__TASK DIRECTIONS__.
Your task is to reproduce the entries below word for word.

__INPUT DATA__.
■ ■ ■ ■ ■

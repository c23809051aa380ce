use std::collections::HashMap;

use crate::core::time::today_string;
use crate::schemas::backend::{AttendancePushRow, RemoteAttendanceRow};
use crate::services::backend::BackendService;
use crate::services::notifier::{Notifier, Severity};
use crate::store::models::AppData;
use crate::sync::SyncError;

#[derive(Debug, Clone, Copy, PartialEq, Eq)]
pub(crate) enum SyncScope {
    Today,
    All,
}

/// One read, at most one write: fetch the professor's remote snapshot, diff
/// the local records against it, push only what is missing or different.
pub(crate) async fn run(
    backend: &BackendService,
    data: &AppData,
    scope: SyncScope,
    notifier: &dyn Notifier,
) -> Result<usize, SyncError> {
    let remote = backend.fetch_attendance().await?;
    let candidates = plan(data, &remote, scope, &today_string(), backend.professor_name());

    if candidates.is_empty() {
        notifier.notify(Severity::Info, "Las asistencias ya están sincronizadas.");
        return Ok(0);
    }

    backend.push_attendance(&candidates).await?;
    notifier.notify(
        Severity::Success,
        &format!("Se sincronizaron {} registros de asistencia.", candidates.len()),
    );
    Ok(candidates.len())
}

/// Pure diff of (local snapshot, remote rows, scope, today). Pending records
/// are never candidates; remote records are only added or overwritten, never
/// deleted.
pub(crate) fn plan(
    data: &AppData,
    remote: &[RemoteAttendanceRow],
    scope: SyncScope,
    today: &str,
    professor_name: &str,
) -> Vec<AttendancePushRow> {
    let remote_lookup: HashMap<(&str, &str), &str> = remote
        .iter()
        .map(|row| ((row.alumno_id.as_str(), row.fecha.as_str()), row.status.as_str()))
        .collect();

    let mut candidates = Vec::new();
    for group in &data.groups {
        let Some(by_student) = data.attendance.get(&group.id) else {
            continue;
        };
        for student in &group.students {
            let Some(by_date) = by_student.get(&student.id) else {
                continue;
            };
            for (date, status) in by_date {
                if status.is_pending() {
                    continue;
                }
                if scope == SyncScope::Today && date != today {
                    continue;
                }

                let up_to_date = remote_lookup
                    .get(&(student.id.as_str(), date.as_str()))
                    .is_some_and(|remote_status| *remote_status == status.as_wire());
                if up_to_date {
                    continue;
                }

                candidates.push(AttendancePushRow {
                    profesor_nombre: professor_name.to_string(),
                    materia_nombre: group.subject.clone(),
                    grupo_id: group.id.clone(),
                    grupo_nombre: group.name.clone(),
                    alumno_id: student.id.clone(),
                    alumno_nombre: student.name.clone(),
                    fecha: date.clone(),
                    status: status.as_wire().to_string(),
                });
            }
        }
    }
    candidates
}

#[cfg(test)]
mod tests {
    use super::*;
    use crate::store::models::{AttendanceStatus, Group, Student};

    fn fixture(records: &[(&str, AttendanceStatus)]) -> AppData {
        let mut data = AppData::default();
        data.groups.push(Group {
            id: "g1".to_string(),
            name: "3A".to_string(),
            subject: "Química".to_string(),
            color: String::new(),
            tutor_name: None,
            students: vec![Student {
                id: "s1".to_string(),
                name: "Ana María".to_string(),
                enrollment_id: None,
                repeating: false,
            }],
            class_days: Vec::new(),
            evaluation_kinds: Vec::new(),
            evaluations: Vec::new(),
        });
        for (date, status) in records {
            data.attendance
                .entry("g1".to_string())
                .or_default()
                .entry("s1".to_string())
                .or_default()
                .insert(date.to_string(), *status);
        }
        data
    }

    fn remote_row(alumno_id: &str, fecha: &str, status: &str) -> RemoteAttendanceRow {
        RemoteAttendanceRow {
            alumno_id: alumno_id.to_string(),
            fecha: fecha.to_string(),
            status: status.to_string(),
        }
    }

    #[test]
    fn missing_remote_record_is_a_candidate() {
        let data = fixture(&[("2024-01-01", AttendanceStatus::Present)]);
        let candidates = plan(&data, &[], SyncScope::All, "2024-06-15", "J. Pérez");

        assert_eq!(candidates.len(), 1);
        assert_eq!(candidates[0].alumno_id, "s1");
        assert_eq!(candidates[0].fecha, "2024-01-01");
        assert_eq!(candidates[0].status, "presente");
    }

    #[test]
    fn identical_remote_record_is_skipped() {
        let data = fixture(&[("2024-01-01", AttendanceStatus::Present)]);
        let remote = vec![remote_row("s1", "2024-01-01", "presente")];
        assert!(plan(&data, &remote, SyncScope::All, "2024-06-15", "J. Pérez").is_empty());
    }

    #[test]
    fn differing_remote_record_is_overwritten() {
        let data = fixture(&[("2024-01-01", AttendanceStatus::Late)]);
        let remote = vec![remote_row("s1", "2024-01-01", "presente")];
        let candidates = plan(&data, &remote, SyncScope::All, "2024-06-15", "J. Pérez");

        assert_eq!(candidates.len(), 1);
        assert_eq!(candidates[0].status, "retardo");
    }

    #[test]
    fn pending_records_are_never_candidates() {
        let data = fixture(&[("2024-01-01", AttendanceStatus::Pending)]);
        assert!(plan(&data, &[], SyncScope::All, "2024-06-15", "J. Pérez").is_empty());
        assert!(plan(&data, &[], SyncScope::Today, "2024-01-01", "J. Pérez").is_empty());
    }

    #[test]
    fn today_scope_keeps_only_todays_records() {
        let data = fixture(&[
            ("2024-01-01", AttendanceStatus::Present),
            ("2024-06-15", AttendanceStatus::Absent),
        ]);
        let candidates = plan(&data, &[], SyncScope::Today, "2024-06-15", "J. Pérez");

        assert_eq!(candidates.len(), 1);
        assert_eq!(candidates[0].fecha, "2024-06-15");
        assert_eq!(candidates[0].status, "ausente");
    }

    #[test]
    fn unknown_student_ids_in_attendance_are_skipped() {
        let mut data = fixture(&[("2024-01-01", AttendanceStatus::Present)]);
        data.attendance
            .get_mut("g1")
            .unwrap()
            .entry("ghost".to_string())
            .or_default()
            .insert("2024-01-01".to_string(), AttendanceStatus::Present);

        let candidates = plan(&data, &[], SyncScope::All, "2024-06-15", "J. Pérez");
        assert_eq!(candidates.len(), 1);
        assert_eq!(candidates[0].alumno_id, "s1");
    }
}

■ ■ ■ ■ ■

__RESULT OF THE EXERCISE__.
repository c23809051aa380ce
use std::collections::HashMap;

use crate::core::time::today_string;
use crate::schemas::backend::{AttendancePushRow, RemoteAttendanceRow};
use crate::services::backend::BackendService;
use crate::services::notifier::{Notifier, Severity};
use crate::store::models::AppData;
use crate::sync::SyncError;

#[derive(Debug, Clone, Copy, PartialEq, Eq)]
pub(crate) enum SyncScope {
    Today,
    All,
}

/// One read, at most one write: fetch the professor's remote snapshot, diff
/// the local records against it, push only what is missing or different.
pub(crate) async fn run(
    backend: &BackendService,
    data: &AppData,
    scope: SyncScope,
    notifier: &dyn Notifier,
) -> Result<usize, SyncError> {
    let remote = backend.fetch_attendance().await?;
    let candidates = plan(data, &remote, scope, &today_string(), backend.professor_name());

    if candidates.is_empty() {
        notifier.notify(Severity::Info, "Las asistencias ya están sincronizadas.");
        return Ok(0);
    }

    backend.push_attendance(&candidates).await?;
    notifier.notify(
        Severity::Success,
        &format!("Se sincronizaron {} registros de asistencia.", candidates.len()),
    );
    Ok(candidates.len())
}

/// Pure diff of (local snapshot, remote rows, scope, today). Pending records
/// are never candidates; remote records are only added or overwritten, never
/// deleted.
pub(crate) fn plan(
    data: &AppData,
    remote: &[RemoteAttendanceRow],
    scope: SyncScope,
    today: &str,
    professor_name: &str,
) -> Vec<AttendancePushRow> {
    let remote_lookup: HashMap<(&str, &str), &str> = remote
        .iter()
        .map(|row| ((row.alumno_id.as_str(), row.fecha.as_str()), row.status.as_str()))
        .collect();

    let mut candidates = Vec::new();
    for group in &data.groups {
        let Some(by_student) = data.attendance.get(&group.id) else {
            continue;
        };
        for student in &group.students {
            let Some(by_date) = by_student.get(&student.id) else {
                continue;
            };
            for (date, status) in by_date {
                if status.is_pending() {
                    continue;
                }
                if scope == SyncScope::Today && date != today {
                    continue;
                }

                let up_to_date = remote_lookup
                    .get(&(student.id.as_str(), date.as_str()))
                    .is_some_and(|remote_status| *remote_status == status.as_wire());
                if up_to_date {
                    continue;
                }

                candidates.push(AttendancePushRow {
                    profesor_nombre: professor_name.to_string(),
                    materia_nombre: group.subject.clone(),
                    grupo_id: group.id.clone(),
                    grupo_nombre: group.name.clone(),
                    alumno_id: student.id.clone(),
                    alumno_nombre: student.name.clone(),
                    fecha: date.clone(),
                    status: status.as_wire().to_string(),
                });
            }
        }
    }
    candidates
}

#[cfg(test)]
mod tests {
    use super::*;
    use crate::store::models::{AttendanceStatus, Group, Student};

    fn fixture(records: &[(&str, AttendanceStatus)]) -> AppData {
        let mut data = AppData::default();
        data.groups.push(Group {
            id: "g1".to_string(),
            name: "3A".to_string(),
            subject: "Química".to_string(),
            color: String::new(),
            tutor_name: None,
            students: vec![Student {
                id: "s1".to_string(),
                name: "Ana María".to_string(),
                enrollment_id: None,
                repeating: false,
            }],
            class_days: Vec::new(),
            evaluation_kinds: Vec::new(),
            evaluations: Vec::new(),
        });
        for (date, status) in records {
            data.attendance
                .entry("g1".to_string())
                .or_default()
                .entry("s1".to_string())
                .or_default()
                .insert(date.to_string(), *status);
        }
        data
    }

    fn remote_row(alumno_id: &str, fecha: &str, status: &str) -> RemoteAttendanceRow {
        RemoteAttendanceRow {
            alumno_id: alumno_id.to_string(),
            fecha: fecha.to_string(),
            status: status.to_string(),
        }
    }

    #[test]
    fn missing_remote_record_is_a_candidate() {
        let data = fixture(&[("2024-01-01", AttendanceStatus::Present)]);
        let candidates = plan(&data, &[], SyncScope::All, "2024-06-15", "J. Pérez");

        assert_eq!(candidates.len(), 1);
        assert_eq!(candidates[0].alumno_id, "s1");
        assert_eq!(candidates[0].fecha, "2024-01-01");
        assert_eq!(candidates[0].status, "presente");
    }

    #[test]
    fn identical_remote_record_is_skipped() {
        let data = fixture(&[("2024-01-01", AttendanceStatus::Present)]);
        let remote = vec![remote_row("s1", "2024-01-01", "presente")];
        assert!(plan(&data, &remote, SyncScope::All, "2024-06-15", "J. Pérez").is_empty());
    }

    #[test]
    fn differing_remote_record_is_overwritten() {
        let data = fixture(&[("2024-01-01", AttendanceStatus::Late)]);
        let remote = vec![remote_row("s1", "2024-01-01", "presente")];
        let candidates = plan(&data, &remote, SyncScope::All, "2024-06-15", "J. Pérez");

        assert_eq!(candidates.len(), 1);
        assert_eq!(candidates[0].status, "retardo");
    }

    #[test]
    fn pending_records_are_never_candidates() {
        let data = fixture(&[("2024-01-01", AttendanceStatus::Pending)]);
        assert!(plan(&data, &[], SyncScope::All, "2024-06-15", "J. Pérez").is_empty());
        assert!(plan(&data, &[], SyncScope::Today, "2024-01-01", "J. Pérez").is_empty());
    }

    #[test]
    fn today_scope_keeps_only_todays_records() {
        let data = fixture(&[
            ("2024-01-01", AttendanceStatus::Present),
            ("2024-06-15", AttendanceStatus::Absent),
        ]);
        let candidates = plan(&data, &[], SyncScope::Today, "2024-06-15", "J. Pérez");

        assert_eq!(candidates.len(), 1);
        assert_eq!(candidates[0].fecha, "2024-06-15");
        assert_eq!(candidates[0].status, "ausente");
    }

    #[test]
    fn unknown_student_ids_in_attendance_are_skipped() {
        let mut data = fixture(&[("2024-01-01", AttendanceStatus::Present)]);
        data.attendance
            .get_mut("g1")
            .unwrap()
            .entry("ghost".to_string())
            .or_default()
            .insert("2024-01-01".to_string(), AttendanceStatus::Present);

        let candidates = plan(&data, &[], SyncScope::All, "2024-06-15", "J. Pérez");
        assert_eq!(candidates.len(), 1);
        assert_eq!(candidates[0].alumno_id, "s1");
    }
}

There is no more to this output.